The modern approach promoted by the Smart Metrology consists, mainly, in the full exploitation of all available data and information, including that provided by the Big Data, to implement a correct, pertinent and efficient approach to the three pillars of metrology (uncertainty, calibration and traceability) in the industrial applications

The Smart Metrology approach 
The approach suggested by Smart Metrology is fully framed inside the ISO 9001 recommendations that any industry using a measuring instrument must keep them under control.

The traditional approach 
The traditional approach to industrial metrology tends to follow these steps:

 The measurement system is almost always calibrated with a fixed and pre-determined periodicity by sending the instrument for calibration to an accreditation laboratory.
 The calibration results, provided by the calibration certificate, are very seldom used to correct the values measured by the calibrated instrument and evaluate uncertainty. Most often, the calibration certificate is kept in a folder.
 The unique way the calibration certificate is employed is generally during audits, to offer a formal proof that the measurement system is monitored and kept under control.

So, the actual results of the calibration may not even be used in the decision-making process. This way, metrology is often regarded as a pure cost and is actually not following the ISO 9001 quality standards.

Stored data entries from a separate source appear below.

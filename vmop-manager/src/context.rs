use kube::Client;
use tokio_util::sync::CancellationToken;

use crate::bus::ChannelDictionary;
use crate::config::ReconcilerConfig;
use crate::control::{self, ControlHandle};
use crate::monitors::PoolMap;

#[cfg(feature = "metrics")]
use crate::util::metrics::ControllerMetrics;

/// Everything a sub-reconciler or monitor needs to talk to the cluster and
/// to the rest of the manager. Cheaply `Clone`-able; every field is itself
/// either `Clone`-cheap or already `Arc`-backed.
#[derive(Clone)]
pub struct ManagerContext {
    pub client: Client,
    pub config: ReconcilerConfig,
    pub channels: ChannelDictionary,
    pub pools: PoolMap,
    /// Answers `GetVms`/`GetPools` for the console UI, the one out-of-scope
    /// collaborator this crate still has to expose a stable entry point to.
    pub control: ControlHandle,

    #[cfg(feature = "metrics")]
    pub metrics: ControllerMetrics,
}

impl ManagerContext {
    pub fn new(client: Client, config: ReconcilerConfig, cancel: CancellationToken) -> Self {
        let channels = ChannelDictionary::new();
        let pools = PoolMap::new();
        let control = control::spawn(channels.clone(), pools.clone(), cancel);
        Self {
            client,
            config,
            channels,
            pools,
            control,
            #[cfg(feature = "metrics")]
            metrics: ControllerMetrics::new(),
        }
    }
}
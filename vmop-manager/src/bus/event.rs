use std::sync::Arc;

use crate::model::VmDefinition;
use k8s_openapi::api::core::v1::Pod;
use tokio::sync::oneshot;

/// Watch response kind, mirrored from the Kubernetes watch protocol.
#[derive(Clone, Copy, Debug, PartialEq, Eq)]
pub enum ChangeType {
    Added,
    Modified,
    Deleted,
    Bookmark,
}

#[derive(Clone, Copy, Debug, PartialEq, Eq)]
pub enum PodChangeKind {
    Added,
    Modified,
    Deleted,
}

/// One event delivered on a per-VM channel. Handlers run to completion
/// before the next event in the same channel is dispatched.
pub enum VmEvent {
    VmResourceChanged {
        change: ChangeType,
        vm: Arc<VmDefinition>,
        spec_changed: bool,
        pod_changed: bool,
    },
    PodChanged {
        change: PodChangeKind,
        pod: Arc<Pod>,
    },
    GetDisplaySecret {
        user: String,
        reply: oneshot::Sender<Option<String>>,
    },
    PrepareConsole {
        user: String,
        login_user: Option<String>,
        reply: oneshot::Sender<bool>,
    },
    ResetVm,
    /// Sentinel enqueued after a `DELETED` event: signals the sender once
    /// every event ahead of it in this channel has finished handling, so
    /// the Channel Dictionary entry can be dropped only after handlers
    /// drain rather than racing them.
    Drain(oneshot::Sender<()>),
    /// A pool CR's spec or defined/undefined state changed. Constructed and
    /// handled inline within the Pool Monitor's own serialized event loop,
    /// not on any per-VM channel, so pool state changes never interleave
    /// with VM reconciliation.
    VmPoolChanged { pool: String },
}

impl VmEvent {
    pub fn label(&self) -> &'static str {
        match self {
            VmEvent::VmResourceChanged { .. } => "vm_resource_changed",
            VmEvent::PodChanged { .. } => "pod_changed",
            VmEvent::GetDisplaySecret { .. } => "get_display_secret",
            VmEvent::PrepareConsole { .. } => "prepare_console",
            VmEvent::ResetVm => "reset_vm",
            VmEvent::Drain(_) => "drain",
            VmEvent::VmPoolChanged { .. } => "vm_pool_changed",
        }
    }
}
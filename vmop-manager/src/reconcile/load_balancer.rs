use std::collections::BTreeMap;

use k8s_openapi::api::core::v1::{Service, ServicePort, ServiceSpec};
use kube::api::{Patch, PatchParams};
use kube::{Api, Client};

use super::render::RenderModel;
use crate::config::LoadBalancerDefault;
use crate::util::annotations::COMPONENT_RUNNER;
use crate::util::{Error, FIELD_MANAGER};
use vmop_types::LoadBalancerServiceSpec;

/// Renders and applies `runnerLoadBalancer`, unless neither the reconciler
/// config nor the VM asks for one, or the VM explicitly opts out with an
/// empty `spec.loadBalancerService` override.
pub async fn reconcile(client: &Client, model: &RenderModel<'_>) -> Result<(), Error> {
    let empty = BTreeMap::new();
    let (default_labels, default_annotations) = match &model.config.load_balancer_service {
        LoadBalancerDefault::None | LoadBalancerDefault::Bool(false) => return Ok(()),
        LoadBalancerDefault::Bool(true) => (&empty, &empty),
        LoadBalancerDefault::Enabled { labels, annotations } => (labels, annotations),
    };

    let (label_overrides, annotation_overrides) = match &model.vm.object.spec.load_balancer_service {
        LoadBalancerServiceSpec::Enabled(false) => return Ok(()),
        LoadBalancerServiceSpec::Enabled(true) => (None, None),
        LoadBalancerServiceSpec::Overrides { labels, annotations } => {
            if labels.is_none() && annotations.is_none() {
                return Ok(()); // `{}` opts this VM out of the reconciler default
            }
            (labels.clone(), annotations.clone())
        }
    };

    let mut labels = model.labels(COMPONENT_RUNNER);
    apply_overrides(&mut labels, label_overrides);
    fill_defaults(&mut labels, default_labels);

    let mut annotations = BTreeMap::new();
    apply_overrides(&mut annotations, annotation_overrides);
    fill_defaults(&mut annotations, default_annotations);

    let service = Service {
        metadata: kube::api::ObjectMeta {
            name: Some(format!("{}-lb", model.vm_name())),
            namespace: Some(model.namespace().to_string()),
            labels: Some(labels.clone()),
            annotations: Some(annotations),
            owner_references: Some(vec![model.owner_reference()]),
            ..Default::default()
        },
        spec: Some(ServiceSpec {
            type_: Some("LoadBalancer".to_string()),
            selector: Some(model.labels(COMPONENT_RUNNER)),
            ports: Some(vec![ServicePort {
                name: Some("spice".to_string()),
                port: model.vm.object.spec.vm.display.spice.port as i32,
                target_port: Some(k8s_openapi::apimachinery::pkg::util::intstr::IntOrString::Int(
                    model.vm.object.spec.vm.display.spice.port as i32,
                )),
                ..Default::default()
            }]),
            ..Default::default()
        }),
        status: None,
    };

    let services: Api<Service> = Api::namespaced(client.clone(), model.namespace());
    services
        .patch(
            &format!("{}-lb", model.vm_name()),
            &PatchParams::apply(FIELD_MANAGER).force(),
            &Patch::Apply(&service),
        )
        .await?;
    Ok(())
}

/// Applies per-VM overrides onto an already-rendered map: `Some(v)` sets the
/// key, `None` removes it.
fn apply_overrides(target: &mut BTreeMap<String, String>, overrides: Option<BTreeMap<String, Option<String>>>) {
    let Some(overrides) = overrides else { return };
    for (key, value) in overrides {
        match value {
            Some(value) => {
                target.insert(key, value);
            }
            None => {
                target.remove(&key);
            }
        }
    }
}

/// Merges reconciler-wide defaults into the rendered map, without clobbering
/// keys the render or a per-VM override already set.
fn fill_defaults(target: &mut BTreeMap<String, String>, defaults: &BTreeMap<String, String>) {
    for (key, value) in defaults {
        target.entry(key.clone()).or_insert_with(|| value.clone());
    }
}

#[cfg(test)]
mod tests {
    use super::*;
    use crate::reconcile::render::RenderModel;
    use crate::testutil;

    /// Neither the reconciler default nor the VM opts into a load balancer,
    /// so the sub-reconciler must never touch the API, on the first pass or
    /// any later one.
    #[tokio::test]
    async fn disabled_load_balancer_never_touches_the_api() {
        let (client, handle) = testutil::mock_client();
        drop(handle); // any HTTP call here fails fast instead of silently hanging

        let vm = testutil::sample_vm("vm-test");
        let config = testutil::sample_config();
        let model = RenderModel::new(&vm, &config);

        reconcile(&client, &model).await.unwrap();
        reconcile(&client, &model).await.unwrap();
    }
}
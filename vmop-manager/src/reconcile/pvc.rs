use std::sync::Arc;

use k8s_openapi::api::core::v1::PersistentVolumeClaim;
use kube::api::{ListParams, Patch, PatchParams};
use kube::{Api, Client};
use serde_json::json;

use super::render::RenderModel;
use crate::bus::VmChannel;
use crate::util::annotations::{COMPONENT_DISK, LABEL_INSTANCE, LABEL_MANAGED_BY, LABEL_NAME};
use crate::util::{APP_NAME, Error, FIELD_MANAGER, MANAGED_BY};

const ASSOCIATED_KEY: &str = "pvc";

/// Caches the resolved claim names `pod::render_pod` mounts, so it never has
/// to re-derive the legacy-vs-current naming this module computes.
pub(crate) const RESOLVED_NAMES_KEY: &str = "pvc:resolved-names";

fn encode_resolved_names(runner_data: &str, disks: &[(usize, String)]) -> Vec<String> {
    let mut encoded = vec![format!("runner-data={runner_data}")];
    encoded.extend(disks.iter().map(|(index, name)| format!("disk:{index}={name}")));
    encoded
}

/// Looks up the resolved `runner-data` claim name cached by [`reconcile`].
pub fn runner_data_claim_name(encoded: &[String]) -> Option<&str> {
    encoded.iter().find_map(|entry| entry.strip_prefix("runner-data="))
}

/// Looks up the resolved claim name for `disks[index]`, if that disk is
/// backed by a PVC (cdrom-only disks are absent from the cache).
pub fn disk_claim_name(encoded: &[String], index: usize) -> Option<&str> {
    let prefix = format!("disk:{index}=");
    encoded.iter().find_map(|entry| entry.strip_prefix(prefix.as_str()))
}

pub async fn reconcile(
    client: &Client,
    channel: &Arc<VmChannel>,
    model: &RenderModel<'_>,
    spec_changed: bool,
) -> Result<(), Error> {
    let pvcs: Api<PersistentVolumeClaim> = Api::namespaced(client.clone(), model.namespace());

    let known_names = if spec_changed {
        let selector = format!(
            "{LABEL_MANAGED_BY}={MANAGED_BY},{LABEL_NAME}={APP_NAME},{LABEL_INSTANCE}={}",
            model.vm_name()
        );
        let listed = pvcs.list(&ListParams::default().labels(&selector)).await?;
        let names: Vec<String> = listed.iter().filter_map(|pvc| pvc.metadata.name.clone()).collect();
        let mut state = channel.state.lock().await;
        state.associated.set(ASSOCIATED_KEY, names.clone());
        names
    } else {
        let state = channel.state.lock().await;
        state.associated.get(ASSOCIATED_KEY).map(<[String]>::to_vec).unwrap_or_default()
    };

    let runner_data_name = reconcile_runner_data_pvc(&pvcs, model, &known_names, spec_changed).await?;

    let mut disk_names = Vec::new();
    for (index, disk) in model.vm.object.spec.vm.disks.iter().enumerate() {
        let Some(template) = &disk.volume_claim_template else {
            continue; // cdrom-only disks have nothing to provision
        };
        let name = reconcile_disk_pvc(&pvcs, model, &known_names, index, template, spec_changed).await?;
        disk_names.push((index, name));
    }

    let mut state = channel.state.lock().await;
    state
        .associated
        .set(RESOLVED_NAMES_KEY, encode_resolved_names(&runner_data_name, &disk_names));

    Ok(())
}

async fn reconcile_runner_data_pvc(
    pvcs: &Api<PersistentVolumeClaim>,
    model: &RenderModel<'_>,
    known_names: &[String],
    spec_changed: bool,
) -> Result<String, Error> {
    let legacy_name = format!("runner-data-{}-0", model.vm_name());
    let name = if known_names.iter().any(|n| n == &legacy_name) {
        legacy_name
    } else {
        format!("{}-runner-data", model.vm_name())
    };

    if !spec_changed {
        return Ok(name);
    }

    let mut pvc = base_pvc(model, &name, "1Gi");
    if let Some(class) = &model.config.runner_data_pvc_storage_class_name {
        pvc.spec.as_mut().unwrap().storage_class_name = Some(class.clone());
    }
    apply_full(pvcs, &name, &pvc).await?;
    Ok(name)
}

async fn reconcile_disk_pvc(
    pvcs: &Api<PersistentVolumeClaim>,
    model: &RenderModel<'_>,
    known_names: &[String],
    index: usize,
    template: &vmop_types::VolumeClaimTemplate,
    spec_changed: bool,
) -> Result<String, Error> {
    let generated_disk_name = template
        .metadata
        .name
        .as_ref()
        .map(|n| format!("{n}-disk"))
        .unwrap_or_else(|| format!("disk-{index}"));

    let legacy_name = format!("{generated_disk_name}-{}-0", model.vm_name());
    let name = if known_names.iter().any(|n| n == &legacy_name) {
        legacy_name
    } else {
        format!("{}-{generated_disk_name}", model.vm_name())
    };

    let storage = template
        .spec
        .resources
        .as_ref()
        .and_then(|r| r.requests.as_ref())
        .and_then(|r| r.get("storage"))
        .map(|q| q.0.clone())
        .unwrap_or_else(|| "10Gi".to_string());

    let existing = pvcs.get_opt(&name).await?;
    let is_bound = existing
        .as_ref()
        .and_then(|pvc| pvc.status.as_ref())
        .and_then(|s| s.phase.as_deref())
        == Some("Bound");

    if !is_bound {
        if !spec_changed && existing.is_some() {
            return Ok(name);
        }
        let mut pvc = base_pvc(model, &name, &storage);
        pvc.spec = Some(template.spec.clone());
        if pvc.spec.as_ref().unwrap().resources.is_none() {
            pvc.spec.as_mut().unwrap().resources = template.spec.resources.clone();
        }
        apply_full(pvcs, &name, &pvc).await?;
        Ok(name)
    } else {
        // Bound PVCs are otherwise immutable; only storage size and the
        // volume-attributes-class can still change.
        let patch = json!({
            "spec": {
                "resources": { "requests": { "storage": storage } },
            }
        });
        pvcs.patch(&name, &PatchParams::apply(FIELD_MANAGER), &Patch::Merge(patch))
            .await?;
        Ok(name)
    }
}

fn base_pvc(model: &RenderModel<'_>, name: &str, storage: &str) -> PersistentVolumeClaim {
    use k8s_openapi::api::core::v1::{PersistentVolumeClaimSpec, VolumeResourceRequirements};
    use k8s_openapi::apimachinery::pkg::api::resource::Quantity;
    use std::collections::BTreeMap;

    PersistentVolumeClaim {
        metadata: kube::api::ObjectMeta {
            name: Some(name.to_string()),
            namespace: Some(model.namespace().to_string()),
            labels: Some(model.labels(COMPONENT_DISK)),
            owner_references: Some(vec![model.owner_reference()]),
            ..Default::default()
        },
        spec: Some(PersistentVolumeClaimSpec {
            access_modes: Some(vec!["ReadWriteOnce".to_string()]),
            resources: Some(VolumeResourceRequirements {
                requests: Some(BTreeMap::from([("storage".to_string(), Quantity(storage.to_string()))])),
                ..Default::default()
            }),
            ..Default::default()
        }),
        status: None,
    }
}

async fn apply_full(pvcs: &Api<PersistentVolumeClaim>, name: &str, pvc: &PersistentVolumeClaim) -> Result<(), Error> {
    pvcs.patch(name, &PatchParams::apply(FIELD_MANAGER).force(), &Patch::Apply(pvc))
        .await?;
    Ok(())
}

#[cfg(test)]
mod tests {
    use super::*;
    use http::Method;

    use crate::bus::VmChannel;
    use crate::reconcile::render::RenderModel;
    use crate::testutil::{self, expect, json_response};

    /// With no spec change and no PVC-backed disks, a second reconcile has
    /// nothing left to look up or apply: everything it needs came from the
    /// first pass's cache, so it must issue no further requests at all.
    #[tokio::test]
    async fn second_reconcile_without_spec_change_issues_no_requests() {
        let (client, handle) = testutil::mock_client();
        let vm = testutil::sample_vm("vm-test");
        let config = testutil::sample_config();
        let model = RenderModel::new(&vm, &config);
        let channel = VmChannel::spawn("vm-test".to_string(), client.clone(), |_, _| async {});

        let empty_list = serde_json::json!({
            "apiVersion": "v1",
            "kind": "PersistentVolumeClaimList",
            "items": [],
        });
        let verifier = testutil::run_script(
            handle,
            vec![
                expect(Method::GET, "persistentvolumeclaims", json_response(&empty_list)),
                expect(
                    Method::PATCH,
                    "persistentvolumeclaims/vm-test-runner-data",
                    json_response(&base_pvc(&model, "vm-test-runner-data", "1Gi")),
                ),
            ],
        );

        testutil::with_timeout(reconcile(&client, &channel, &model, true)).await.unwrap();
        testutil::await_script(verifier).await;

        // The mock service has no handler left; any further request here
        // would fail the call instead of silently succeeding.
        testutil::with_timeout(reconcile(&client, &channel, &model, false)).await.unwrap();
    }
}
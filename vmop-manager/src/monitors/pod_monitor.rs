//! Watches runner pods and routes each change onto its VM's channel. A pod
//! event that arrives before the VM is known is buffered and replayed once
//! the VM shows up.

use std::collections::HashMap;
use std::sync::{Arc, Mutex};
use std::time::Instant;

use k8s_openapi::api::core::v1::Pod;
use kube::{Api, Client, ResourceExt};
use owo_colors::OwoColorize;
use tokio_util::sync::CancellationToken;

use crate::bus::{ChangeType, ChannelDictionary, PodChangeKind, VmEvent};
use crate::model::PendingPodChange;
use crate::observer::{self, ObserverChange};
use crate::util::PENDING_POD_CHANGE_TTL;
use crate::util::annotations::{COMPONENT_RUNNER, LABEL_COMPONENT, LABEL_INSTANCE, LABEL_MANAGED_BY, LABEL_NAME};
use crate::util::colors::FG2;

/// Pod changes buffered for VMs the Channel Dictionary doesn't know about
/// yet. Shared between the Pod Monitor (which enqueues) and the VM Monitor
/// (which drains, exactly when it creates that VM's channel).
#[derive(Clone, Default)]
pub struct PendingBuffer {
    by_vm: Arc<Mutex<HashMap<String, Vec<PendingPodChange>>>>,
}

impl PendingBuffer {
    pub fn new() -> Self {
        Self::default()
    }

    fn enqueue(&self, vm_name: String, change: PodChangeKind, pod: Arc<Pod>) {
        let mut by_vm = self.by_vm.lock().unwrap();
        self.purge_locked(&mut by_vm);
        by_vm.entry(vm_name.clone()).or_default().push(PendingPodChange {
            vm_name,
            change,
            pod,
            enqueued_at: Instant::now(),
        });
    }

    pub fn drain(&self, vm_name: &str) -> Vec<PendingPodChange> {
        let mut by_vm = self.by_vm.lock().unwrap();
        self.purge_locked(&mut by_vm);
        by_vm.remove(vm_name).unwrap_or_default()
    }

    fn purge_locked(&self, by_vm: &mut HashMap<String, Vec<PendingPodChange>>) {
        let now = Instant::now();
        by_vm.retain(|_, entries| {
            entries.retain(|e| now.duration_since(e.enqueued_at) < PENDING_POD_CHANGE_TTL);
            !entries.is_empty()
        });
    }
}

pub async fn run(
    client: Client,
    namespace: String,
    channels: ChannelDictionary,
    pending: PendingBuffer,
    cancel: CancellationToken,
) {
    let label_selector = format!(
        "{LABEL_NAME}=vmrunner,{LABEL_COMPONENT}={COMPONENT_RUNNER},{LABEL_MANAGED_BY}=vmoperator"
    );
    let (tx, mut rx) = tokio::sync::mpsc::unbounded_channel();
    let api: Api<Pod> = Api::namespaced(client, &namespace);
    let observer_cancel = cancel.clone();
    tokio::spawn(async move {
        if let Err(err) = observer::run(api, Some(label_selector), tx, observer_cancel).await {
            eprintln!("{}", format!("pod observer ended fatally: {err}").red());
        }
    });

    let channels = channels.read_only();

    loop {
        tokio::select! {
            _ = cancel.cancelled() => return,
            event = rx.recv() => {
                let Some(event) = event else { return };
                let pod = Arc::new(event.object);
                let Some(vm_name) = pod.labels().get(LABEL_INSTANCE).cloned() else { continue };
                let change = match event.change {
                    ObserverChange::Added => PodChangeKind::Added,
                    ObserverChange::Modified => PodChangeKind::Modified,
                    ObserverChange::Deleted => PodChangeKind::Deleted,
                    ObserverChange::Bookmark => continue,
                };

                match channels.get(&vm_name) {
                    Some(channel) => {
                        for buffered in pending.drain(&vm_name) {
                            channel.publish(VmEvent::PodChanged { change: buffered.change, pod: buffered.pod });
                        }
                        channel.publish(VmEvent::PodChanged { change, pod: pod.clone() });
                        if let Some(vm) = channel.current_vm().await {
                            channel.publish(VmEvent::VmResourceChanged {
                                change: ChangeType::Modified,
                                vm,
                                spec_changed: false,
                                pod_changed: true,
                            });
                        }
                    }
                    None => {
                        println!(
                            "{} {vm_name}",
                            "buffering pod event for not-yet-known VM:".color(FG2)
                        );
                        pending.enqueue(vm_name, change, pod);
                    }
                }
            }
        }
    }
}
use owo_colors::OwoColorize;

/// Resolves once SIGINT or SIGTERM is received; the main loop hangs this off
/// a `CancellationToken` so watchers, per-VM pipelines, and the metrics
/// server all unwind together.
pub async fn shutdown_signal() {
    #[cfg(unix)]
    {
        use tokio::signal::unix::{SignalKind, signal};

        let mut sigint = signal(SignalKind::interrupt()).expect("install SIGINT handler");
        let mut sigterm = signal(SignalKind::terminate()).expect("install SIGTERM handler");

        tokio::select! {
            _ = sigint.recv()  => eprintln!("{}", "received SIGINT".red()),
            _ = sigterm.recv() => eprintln!("{}", "received SIGTERM".red()),
        }
    }

    #[cfg(not(unix))]
    {
        tokio::signal::ctrl_c()
            .await
            .expect("install Ctrl+C handler");
    }
}
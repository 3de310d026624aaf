use k8s_openapi::apimachinery::pkg::apis::meta::v1::{Condition, Time};
use kube::CustomResource;
use schemars::JsonSchema;
use serde::{Deserialize, Serialize};
use std::collections::BTreeMap;

/// `spec.vm.state`: whether the runner pod should be present or absent.
#[derive(Deserialize, Serialize, Clone, Copy, Debug, Default, PartialEq, Eq, JsonSchema)]
#[serde(rename_all = "PascalCase")]
pub enum VmState {
    #[default]
    Running,
    Stopped,
}

#[derive(Deserialize, Serialize, Clone, Debug, Default, PartialEq, JsonSchema)]
pub struct VolumeClaimTemplate {
    pub metadata: VolumeClaimTemplateMeta,
    pub spec: k8s_openapi::api::core::v1::PersistentVolumeClaimSpec,
}

#[derive(Deserialize, Serialize, Clone, Debug, Default, PartialEq, JsonSchema)]
pub struct VolumeClaimTemplateMeta {
    pub name: Option<String>,
}

#[derive(Deserialize, Serialize, Clone, Debug, Default, PartialEq, JsonSchema)]
pub struct CdromSpec {
    pub image: String,
}

/// A single declared disk: either a managed PVC or a read-only CD-ROM image.
#[derive(Deserialize, Serialize, Clone, Debug, Default, PartialEq, JsonSchema)]
pub struct DiskSpec {
    #[serde(default, skip_serializing_if = "Option::is_none")]
    pub volume_claim_template: Option<VolumeClaimTemplate>,
    #[serde(default, skip_serializing_if = "Option::is_none")]
    pub cdrom: Option<CdromSpec>,
}

#[derive(Deserialize, Serialize, Clone, Debug, PartialEq, JsonSchema)]
pub struct SpiceDisplaySpec {
    #[serde(default = "default_true")]
    pub generate_secret: bool,
    #[serde(default)]
    pub port: u16,
}

impl Default for SpiceDisplaySpec {
    fn default() -> Self {
        Self {
            generate_secret: true,
            port: 0,
        }
    }
}

fn default_true() -> bool {
    true
}

#[derive(Deserialize, Serialize, Clone, Debug, Default, PartialEq, JsonSchema)]
pub struct DisplaySpec {
    #[serde(default)]
    pub spice: SpiceDisplaySpec,
    #[serde(default, skip_serializing_if = "Option::is_none")]
    pub logged_in_user: Option<String>,
}

#[derive(Deserialize, Serialize, Clone, Debug, Default, PartialEq, JsonSchema)]
pub struct CloudInitSpec {
    #[serde(default, skip_serializing_if = "Option::is_none")]
    pub meta_data: Option<String>,
}

#[derive(Deserialize, Serialize, Clone, Debug, Default, PartialEq, JsonSchema)]
pub struct VmSpec {
    #[serde(default)]
    pub state: VmState,
    pub maximum_ram: String,
    pub current_ram: String,
    pub maximum_cpus: u32,
    pub current_cpus: u32,
    #[serde(default)]
    pub disks: Vec<DiskSpec>,
    #[serde(default)]
    pub display: DisplaySpec,
}

/// `spec.loadBalancerService`: either a plain boolean or a map carrying
/// default labels/annotations for the rendered `Service`. An explicit empty
/// map (`{}`) is how a VM opts out of a reconciler-wide default.
#[derive(Deserialize, Serialize, Clone, Debug, PartialEq, JsonSchema)]
#[serde(untagged)]
pub enum LoadBalancerServiceSpec {
    Enabled(bool),
    Overrides {
        #[serde(default, skip_serializing_if = "Option::is_none")]
        labels: Option<BTreeMap<String, Option<String>>>,
        #[serde(default, skip_serializing_if = "Option::is_none")]
        annotations: Option<BTreeMap<String, Option<String>>>,
    },
}

impl Default for LoadBalancerServiceSpec {
    fn default() -> Self {
        LoadBalancerServiceSpec::Enabled(false)
    }
}

#[derive(CustomResource, Serialize, Deserialize, Default, Debug, PartialEq, Clone, JsonSchema)]
#[kube(
    group = "vmoperator.jdrupes.org",
    version = "v1",
    kind = "VirtualMachine",
    plural = "virtualmachines",
    shortname = "vm",
    derive = "PartialEq",
    status = "VirtualMachineStatus",
    namespaced
)]
#[kube(derive = "Default")]
#[kube(
    printcolumn = "{\"jsonPath\": \".status.conditions[?(@.type=='Running')].status\", \"name\": \"RUNNING\", \"type\": \"string\" }"
)]
#[kube(
    printcolumn = "{\"jsonPath\": \".status.consoleUser\", \"name\": \"CONSOLE-USER\", \"type\": \"string\" }"
)]
#[serde(rename_all = "camelCase")]
pub struct VirtualMachineSpec {
    pub vm: VmSpec,
    #[serde(default)]
    pub pools: Vec<String>,
    #[serde(default)]
    pub load_balancer_service: LoadBalancerServiceSpec,
    #[serde(default)]
    pub cloud_init: CloudInitSpec,
}

#[derive(Deserialize, Serialize, Clone, Debug, Default, PartialEq, JsonSchema)]
pub struct AssignmentStatus {
    #[serde(default, skip_serializing_if = "Option::is_none")]
    pub pool: Option<String>,
    #[serde(default, skip_serializing_if = "Option::is_none")]
    pub user: Option<String>,
    #[serde(default, skip_serializing_if = "Option::is_none")]
    pub last_used: Option<Time>,
}

#[derive(Deserialize, Serialize, Clone, Debug, Default, PartialEq, JsonSchema)]
#[serde(rename_all = "camelCase")]
pub struct VirtualMachineStatus {
    #[serde(default)]
    pub conditions: Vec<Condition>,
    #[serde(default, skip_serializing_if = "Option::is_none")]
    pub ram: Option<String>,
    #[serde(default, skip_serializing_if = "Option::is_none")]
    pub cpus: Option<u32>,
    #[serde(default, skip_serializing_if = "Option::is_none")]
    pub console_user: Option<String>,
    #[serde(default, skip_serializing_if = "Option::is_none")]
    pub console_client: Option<String>,
    #[serde(default, skip_serializing_if = "Option::is_none")]
    pub logged_in_user: Option<String>,
    #[serde(default)]
    pub display_password_serial: u64,
    #[serde(default)]
    pub assignment: AssignmentStatus,
    #[serde(default, skip_serializing_if = "Option::is_none")]
    pub osinfo: Option<String>,
    #[serde(default, skip_serializing_if = "Option::is_none")]
    pub runner_version: Option<String>,
}

pub const CONDITION_RUNNING: &str = "Running";
pub const CONDITION_BOOTED: &str = "Booted";
pub const CONDITION_CONSOLE_CONNECTED: &str = "ConsoleConnected";
pub const CONDITION_USER_LOGGED_IN: &str = "UserLoggedIn";
pub const CONDITION_VMOP_AGENT_CONNECTED: &str = "VmopAgentConnected";

impl VirtualMachineStatus {
    /// Returns the value of a condition by type, if present.
    pub fn condition(&self, type_: &str) -> Option<&Condition> {
        self.conditions.iter().find(|c| c.type_ == type_)
    }

    pub fn is_running(&self) -> bool {
        self.condition(CONDITION_RUNNING)
            .is_some_and(|c| c.status == "True")
    }
}

#[derive(Deserialize, Serialize, Clone, Debug, Default, PartialEq, JsonSchema)]
pub struct PermissionSpec {
    #[serde(default, skip_serializing_if = "Option::is_none")]
    pub user: Option<String>,
    #[serde(default, skip_serializing_if = "Option::is_none")]
    pub role: Option<String>,
    #[serde(default)]
    pub may: Vec<String>,
}

#[derive(CustomResource, Serialize, Deserialize, Default, Debug, PartialEq, Clone, JsonSchema)]
#[kube(
    group = "vmoperator.jdrupes.org",
    version = "v1",
    kind = "VmPool",
    plural = "vmpools",
    derive = "PartialEq",
    namespaced
)]
#[kube(derive = "Default")]
#[serde(rename_all = "camelCase")]
pub struct VmPoolSpec {
    #[serde(default, skip_serializing_if = "Option::is_none")]
    pub retention: Option<String>,
    #[serde(default)]
    pub permissions: Vec<PermissionSpec>,
    #[serde(default)]
    pub login_on_assignment: bool,
}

Smart metrology innovation 
Smart metrology follows a different approach to keeping the instruments under control. This new approach is aimed at achieving a higher efficiency according to the following steps:

 The metrology system is designed according to the real industrial needs, following the "only-what-is-necessary" principle. A proper target uncertainty is defined, taking into account the acceptable risk of false acceptance/false rejection for the produced parts.
The measurement system is implemented to achieve the desired performance.
The measuring equipment is monitored using historical data and any other relevant data, including those possibly coming from the big data, to detect whether a doubt exists about the actual performance of the measuring equipment. If such a doubt exists, the equipment is calibrated.
The available (a-priori) information is used by applying advanced statistical approaches, such as Bayesian inference, to continually monitor the performance of the measuring equipment.
 The calibration intervals are conditioned to the real needs, as determined by the monitoring results, instead of pre-defining them at fixed intervals.
 The calibration certificate is used to correct the instrument readings and refine uncertainty evaluation.
 The obtained measurement data and the available a-priori knowledge are used in the decision-making process.
The results are discussed with the auditor to prove that pre-defined calibration intervals are not the most efficient solution to ensure quality.

According to the above steps, metrology does no longer represent an useless cost, afforded mainly to satisfy the standards. Instead, it can be regarded as an investment to enhance the quality of industrial production. It makes full use of the measurement results and makes use of measurement uncertainty in the decision-making process.